The three patients described here returned to their daily routines quickly, a benefit especially valuable to those in whom metastatic disease is present but not symptomatic. That being said, treatment does not end with the procedure. Appropriate patient selection is key, because close surveillance is necessary. Two of the three patients needed additional surgical management, because there was evidence of disease after the first intervention. A potential explanation for local failure could be that the recurrence has increased angiogenesis and vascularity, decreasing the ability of cryoablation to cause vascular injury. With close follow-up, the response of the lesion can be identified and, if necessary, re-treatment scheduled. We image the patients with either contrast-enhanced CT or MRI every 3 months. Biopsy is helpful in determining whether the mass is residual scar tissue and necrosis or residual/recurrent malignancy. Repeated cryoablation or surgical open surgical resection can be safely performed after initial cryoablation failure.

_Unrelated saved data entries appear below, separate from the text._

use chrono::Utc;
use serde::{Deserialize, Serialize};
use tracing::instrument;

use skiff_core::ids::SessionId;

use crate::database::Database;
use crate::error::StoreError;

#[derive(Clone, Copy, Debug, PartialEq, Eq, Serialize, Deserialize)]
#[serde(rename_all = "snake_case")]
pub enum SessionStatus {
    Idle,
    Running,
    Error,
}

impl SessionStatus {
    pub fn as_str(&self) -> &'static str {
        match self {
            Self::Idle => "idle",
            Self::Running => "running",
            Self::Error => "error",
        }
    }

    fn parse(s: &str) -> Self {
        match s {
            "running" => Self::Running,
            "error" => Self::Error,
            _ => Self::Idle,
        }
    }
}

#[derive(Clone, Debug, Serialize, Deserialize)]
pub struct SessionRow {
    pub id: SessionId,
    pub title: String,
    pub status: SessionStatus,
    pub created_at: String,
    pub updated_at: String,
}

#[derive(Clone, Debug, Serialize, Deserialize)]
pub struct SessionSettings {
    pub session_id: SessionId,
    pub override_model: Option<String>,
}

pub struct SessionRepo {
    db: Database,
}

impl SessionRepo {
    pub fn new(db: Database) -> Self {
        Self { db }
    }

    #[instrument(skip(self))]
    pub fn create(&self, title: &str) -> Result<SessionRow, StoreError> {
        let id = SessionId::new();
        let now = Utc::now().to_rfc3339();
        self.db.with_conn(|conn| {
            conn.execute(
                "INSERT INTO sessions (id, title, status, created_at, updated_at)
                 VALUES (?1, ?2, 'idle', ?3, ?3)",
                rusqlite::params![id.as_str(), title, now],
            )?;
            Ok(SessionRow {
                id: id.clone(),
                title: title.to_string(),
                status: SessionStatus::Idle,
                created_at: now.clone(),
                updated_at: now.clone(),
            })
        })
    }

    pub fn get(&self, id: &SessionId) -> Result<SessionRow, StoreError> {
        self.db.with_conn(|conn| {
            conn.query_row(
                "SELECT id, title, status, created_at, updated_at FROM sessions WHERE id = ?1",
                [id.as_str()],
                row_to_session,
            )
            .map_err(|_| StoreError::NotFound(format!("session {id}")))
        })
    }

    pub fn exists(&self, id: &SessionId) -> Result<bool, StoreError> {
        self.db.with_conn(|conn| {
            let found: Option<i64> = conn
                .query_row(
                    "SELECT 1 FROM sessions WHERE id = ?1",
                    [id.as_str()],
                    |row| row.get(0),
                )
                .ok();
            Ok(found.is_some())
        })
    }

    /// List sessions, most recently updated first.
    pub fn list(&self) -> Result<Vec<SessionRow>, StoreError> {
        self.db.with_conn(|conn| {
            let mut stmt = conn.prepare(
                "SELECT id, title, status, created_at, updated_at
                 FROM sessions ORDER BY updated_at DESC",
            )?;
            let rows = stmt
                .query_map([], row_to_session)?
                .collect::<Result<Vec<_>, _>>()?;
            Ok(rows)
        })
    }

    pub fn rename(&self, id: &SessionId, title: &str) -> Result<(), StoreError> {
        let now = Utc::now().to_rfc3339();
        self.db.with_conn(|conn| {
            let n = conn.execute(
                "UPDATE sessions SET title = ?1, updated_at = ?2 WHERE id = ?3",
                rusqlite::params![title, now, id.as_str()],
            )?;
            if n == 0 {
                return Err(StoreError::NotFound(format!("session {id}")));
            }
            Ok(())
        })
    }

    #[instrument(skip(self), fields(session_id = %id))]
    pub fn set_status(&self, id: &SessionId, status: SessionStatus) -> Result<(), StoreError> {
        let now = Utc::now().to_rfc3339();
        self.db.with_conn(|conn| {
            conn.execute(
                "UPDATE sessions SET status = ?1, updated_at = ?2 WHERE id = ?3",
                rusqlite::params![status.as_str(), now, id.as_str()],
            )?;
            Ok(())
        })
    }

    /// Delete the session. Child rows cascade.
    pub fn delete(&self, id: &SessionId) -> Result<bool, StoreError> {
        self.db.with_conn(|conn| {
            let n = conn.execute("DELETE FROM sessions WHERE id = ?1", [id.as_str()])?;
            Ok(n > 0)
        })
    }

    pub fn settings(&self, id: &SessionId) -> Result<Option<SessionSettings>, StoreError> {
        self.db.with_conn(|conn| {
            let row = conn
                .query_row(
                    "SELECT session_id, override_model FROM session_settings WHERE session_id = ?1",
                    [id.as_str()],
                    |row| {
                        Ok(SessionSettings {
                            session_id: SessionId::from_raw(row.get::<_, String>(0)?),
                            override_model: row.get(1)?,
                        })
                    },
                )
                .ok();
            Ok(row)
        })
    }

    pub fn upsert_settings(
        &self,
        id: &SessionId,
        override_model: Option<&str>,
    ) -> Result<(), StoreError> {
        self.db.with_conn(|conn| {
            let n = conn.execute(
                "INSERT INTO session_settings (session_id, override_model) VALUES (?1, ?2)
                 ON CONFLICT(session_id) DO UPDATE SET override_model = excluded.override_model",
                rusqlite::params![id.as_str(), override_model],
            )?;
            if n == 0 {
                return Err(StoreError::NotFound(format!("session {id}")));
            }
            Ok(())
        })
    }

    pub fn delete_settings(&self, id: &SessionId) -> Result<(), StoreError> {
        self.db.with_conn(|conn| {
            conn.execute(
                "DELETE FROM session_settings WHERE session_id = ?1",
                [id.as_str()],
            )?;
            Ok(())
        })
    }
}

fn row_to_session(row: &rusqlite::Row<'_>) -> rusqlite::Result<SessionRow> {
    Ok(SessionRow {
        id: SessionId::from_raw(row.get::<_, String>(0)?),
        title: row.get(1)?,
        status: SessionStatus::parse(&row.get::<_, String>(2)?),
        created_at: row.get(3)?,
        updated_at: row.get(4)?,
    })
}
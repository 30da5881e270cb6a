use std::path::PathBuf;
use std::process::ExitCode;
use std::sync::Arc;
use std::time::Duration;

use clap::Parser;

use skiff_core::provider::ModelStream;
use skiff_core::tools::{PermissionMode, Policy};
use skiff_engine::bus::EventBus;
use skiff_engine::context::ContextBuilder;
use skiff_engine::gate::PermissionGate;
use skiff_engine::registry::ToolRegistry;
use skiff_engine::runner::{RunnerConfig, TurnRunner};
use skiff_engine::sandbox::SandboxFs;
use skiff_engine::subagent::{SubagentConfig, SubagentRunner};
use skiff_engine::tools;
use skiff_engine::tools::subagent::SpawnSubagentTool;
use skiff_llm::UnconfiguredStream;
use skiff_server::{AppState, Orchestrator, ServerConfig};
use skiff_store::Database;

#[derive(Parser)]
#[command(name = "skiff", about = "Self-hosted agent server")]
struct Args {
    /// Port to listen on.
    #[arg(long, default_value_t = 4096)]
    port: u16,

    /// Log level (trace, debug, info, warn, error).
    #[arg(long, default_value = "info")]
    log_level: String,

    /// Path to the SQLite database file. Defaults to ./data/skiff.db.
    #[arg(long)]
    db_path: Option<PathBuf>,

    /// Sandbox root for filesystem tools. Must exist.
    #[arg(long)]
    fs_root: PathBuf,

    /// Model identifier passed to the provider.
    #[arg(long, default_value = "default")]
    model: String,

    /// Global permission mode (ask, allow).
    #[arg(long)]
    permission_mode: Option<PermissionMode>,

    /// Fallback tool policy (deny, ask, allow) overriding per-tool defaults.
    #[arg(long)]
    default_policy: Option<Policy>,

    /// Shared bearer token required on write endpoints.
    #[arg(long)]
    auth_token: Option<String>,

    /// Brave Search API key for the search tool.
    #[arg(long)]
    search_api_key: Option<String>,

    /// SSE heartbeat interval in seconds.
    #[arg(long, default_value_t = 15)]
    heartbeat_secs: u64,

    /// Event fan-out queue capacity per subscriber.
    #[arg(long, default_value_t = 1024)]
    queue_capacity: usize,

    /// Seconds before a pending permission request expires.
    #[arg(long, default_value_t = 120)]
    permission_timeout_secs: u64,

    /// Per-tool execution timeout in seconds.
    #[arg(long, default_value_t = 120)]
    tool_timeout_secs: u64,

    /// Maximum agent steps per turn.
    #[arg(long, default_value_t = 24)]
    max_steps: u32,
}

#[tokio::main]
async fn main() -> ExitCode {
    let args = Args::parse();

    tracing_subscriber::fmt()
        .with_env_filter(
            tracing_subscriber::EnvFilter::try_from_default_env()
                .unwrap_or_else(|_| tracing_subscriber::EnvFilter::new(&args.log_level)),
        )
        .init();

    let db_path = args
        .db_path
        .clone()
        .unwrap_or_else(|| PathBuf::from("data").join("skiff.db"));
    let db = match Database::open(&db_path) {
        Ok(db) => db,
        Err(e) => {
            tracing::error!(path = %db_path.display(), error = %e, "failed to open database");
            return ExitCode::FAILURE;
        }
    };

    let sandbox = match SandboxFs::new(&args.fs_root) {
        Ok(fs) => Arc::new(fs),
        Err(e) => {
            tracing::error!(root = %args.fs_root.display(), error = %e, "invalid sandbox root");
            return ExitCode::FAILURE;
        }
    };
    tracing::info!(root = %sandbox.root().display(), "sandbox root resolved");

    let search_api_key = args
        .search_api_key
        .clone()
        .or_else(|| std::env::var("BRAVE_API_KEY").ok());

    // Provider wiring is external; until an adapter is configured the agent
    // answers every turn with a clear provider error.
    let provider: Arc<dyn ModelStream> = Arc::new(UnconfiguredStream);
    tracing::warn!("no model provider configured; agent turns will fail with a provider error");

    let mut base_registry = ToolRegistry::new();
    tools::register_builtin(&mut base_registry, Arc::clone(&sandbox), search_api_key);
    let base_registry = Arc::new(base_registry);

    let bus = Arc::new(EventBus::new(db.clone(), args.queue_capacity));
    let gate = Arc::new(
        PermissionGate::new(db.clone())
            .with_timeout(Duration::from_secs(args.permission_timeout_secs))
            .with_default_policy(args.default_policy),
    );
    if let Some(mode) = args.permission_mode {
        if let Err(e) = gate.repo().set_mode(mode) {
            tracing::error!(error = %e, "failed to apply permission mode");
            return ExitCode::FAILURE;
        }
    }

    let context = Arc::new(ContextBuilder::new(db.clone(), Arc::clone(&sandbox)));

    let subagent = Arc::new(SubagentRunner::new(
        Arc::clone(&provider),
        Arc::clone(&base_registry),
        Arc::clone(&gate),
        Arc::clone(&bus),
        Arc::clone(&context),
        db.clone(),
        SubagentConfig {
            model: args.model.clone(),
            ..Default::default()
        },
    ));

    // Full registry = builtin tools plus the sub-agent spawner.
    let mut registry = base_registry.subset(&base_registry.names());
    registry.register(Arc::new(SpawnSubagentTool::new(subagent)));
    let registry = Arc::new(registry);

    let runner = Arc::new(TurnRunner::new(
        provider,
        Arc::clone(&registry),
        Arc::clone(&gate),
        Arc::clone(&bus),
        context,
        db.clone(),
        RunnerConfig {
            model: args.model.clone(),
            max_steps_per_turn: args.max_steps,
            tool_timeout: Duration::from_secs(args.tool_timeout_secs),
        },
    ));
    let orchestrator = Arc::new(Orchestrator::new(runner, db.clone()));

    let state = Arc::new(AppState::new(
        db,
        bus,
        gate,
        registry,
        sandbox,
        Arc::clone(&orchestrator),
        ServerConfig {
            port: args.port,
            heartbeat: Duration::from_secs(args.heartbeat_secs),
            auth_token: args.auth_token.clone(),
        },
    ));

    let handle = match skiff_server::start(state).await {
        Ok(handle) => handle,
        Err(e) => {
            tracing::error!(error = %e, "failed to start server");
            return ExitCode::FAILURE;
        }
    };
    tracing::info!(port = handle.port, "skiff ready");

    wait_for_shutdown_signal().await;
    tracing::info!("shutdown signal received");

    let cancelled = orchestrator.abort_all();
    if cancelled > 0 {
        tracing::info!(cancelled, "cancelled active turns");
    }

    handle.shutdown();
    if tokio::time::timeout(Duration::from_secs(10), handle.drain())
        .await
        .is_err()
    {
        tracing::warn!("server drain timed out after 10s");
    }

    tracing::info!("shutdown complete");
    ExitCode::SUCCESS
}

async fn wait_for_shutdown_signal() {
    #[cfg(unix)]
    {
        use tokio::signal::unix::{signal, SignalKind};
        let mut sigterm = match signal(SignalKind::terminate()) {
            Ok(s) => s,
            Err(e) => {
                tracing::error!(error = %e, "failed to install SIGTERM handler");
                let _ = tokio::signal::ctrl_c().await;
                return;
            }
        };
        tokio::select! {
            _ = tokio::signal::ctrl_c() => {},
            _ = sigterm.recv() => {},
        }
    }

    #[cfg(not(unix))]
    {
        let _ = tokio::signal::ctrl_c().await;
    }
}

#[cfg(test)]
mod tests {
    use super::*;

    #[test]
    fn cli_default_values() {
        let args = Args::parse_from(["skiff", "--fs-root", "/tmp"]);
        assert_eq!(args.port, 4096);
        assert_eq!(args.log_level, "info");
        assert_eq!(args.model, "default");
        assert!(args.db_path.is_none());
        assert!(args.auth_token.is_none());
        assert_eq!(args.heartbeat_secs, 15);
    }

    #[test]
    fn cli_parses_overrides() {
        let args = Args::parse_from([
            "skiff",
            "--fs-root",
            "/workspace",
            "--port",
            "8080",
            "--permission-mode",
            "allow",
            "--default-policy",
            "deny",
            "--db-path",
            "/tmp/test.db",
        ]);
        assert_eq!(args.port, 8080);
        assert_eq!(args.fs_root, PathBuf::from("/workspace"));
        assert_eq!(args.permission_mode, Some(PermissionMode::Allow));
        assert_eq!(args.default_policy, Some(Policy::Deny));
        assert_eq!(args.db_path, Some(PathBuf::from("/tmp/test.db")));
    }

    #[test]
    fn cli_requires_fs_root() {
        assert!(Args::try_parse_from(["skiff"]).is_err());
    }
}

Although further studies are necessary to validate cryoablation in comparison with surgical extirpation for cure, cryoablation should be considered an option, especially for those with multiple comorbidities.
Conclusion
Percutaneous cryoablation provides a minimally invasive intervention with low morbidity. The patient must be followed closely and may require re-treatment, however. Mass biopsy is a helpful adjunct when deciding on further treatment. As with surgical extirpation, success is dependent on recurrence being limited to the renal fossa.
Disclosure Statement
Kristina Suson, M.D., Howard Richard: No competing financial interests exist.
Michael Phelan, M.D., is a consultant for MidAtlantic Cryo.